Which lines of the records contain "Distance"? Collect every one of them.
··· TASK MATERIAL
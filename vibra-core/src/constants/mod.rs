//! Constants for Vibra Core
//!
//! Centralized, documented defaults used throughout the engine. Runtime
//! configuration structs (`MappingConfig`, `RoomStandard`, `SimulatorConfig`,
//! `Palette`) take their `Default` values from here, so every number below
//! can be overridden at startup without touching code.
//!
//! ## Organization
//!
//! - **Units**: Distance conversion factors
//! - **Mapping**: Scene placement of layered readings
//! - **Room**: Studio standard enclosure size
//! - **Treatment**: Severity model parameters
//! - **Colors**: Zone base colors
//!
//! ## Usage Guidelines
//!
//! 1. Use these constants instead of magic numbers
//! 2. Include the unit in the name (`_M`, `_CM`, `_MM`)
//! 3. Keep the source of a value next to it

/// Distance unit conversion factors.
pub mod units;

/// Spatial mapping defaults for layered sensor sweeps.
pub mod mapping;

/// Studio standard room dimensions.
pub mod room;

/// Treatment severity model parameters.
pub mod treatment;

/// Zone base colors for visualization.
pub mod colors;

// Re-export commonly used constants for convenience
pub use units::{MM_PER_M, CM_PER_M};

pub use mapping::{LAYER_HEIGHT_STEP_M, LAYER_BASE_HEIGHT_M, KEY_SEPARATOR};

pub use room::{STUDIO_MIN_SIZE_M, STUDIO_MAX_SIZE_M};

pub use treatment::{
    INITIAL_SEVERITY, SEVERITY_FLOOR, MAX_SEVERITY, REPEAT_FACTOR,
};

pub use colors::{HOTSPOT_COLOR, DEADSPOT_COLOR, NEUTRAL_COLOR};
······
··· TASK MATERIAL
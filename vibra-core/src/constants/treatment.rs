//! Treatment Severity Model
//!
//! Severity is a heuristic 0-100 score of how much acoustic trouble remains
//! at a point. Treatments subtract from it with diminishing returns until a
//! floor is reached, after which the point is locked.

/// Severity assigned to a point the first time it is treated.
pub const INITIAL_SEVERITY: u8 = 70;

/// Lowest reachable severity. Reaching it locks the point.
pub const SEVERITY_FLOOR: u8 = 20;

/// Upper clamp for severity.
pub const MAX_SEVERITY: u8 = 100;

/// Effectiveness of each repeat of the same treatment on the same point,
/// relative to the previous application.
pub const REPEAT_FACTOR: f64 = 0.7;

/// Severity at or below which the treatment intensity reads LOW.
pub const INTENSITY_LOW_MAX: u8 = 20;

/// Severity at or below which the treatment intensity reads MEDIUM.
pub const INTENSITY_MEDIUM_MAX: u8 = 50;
······
> [RESPONSE]
//! - **Units**: Distance conversion factors
/// Distance unit conversion factors.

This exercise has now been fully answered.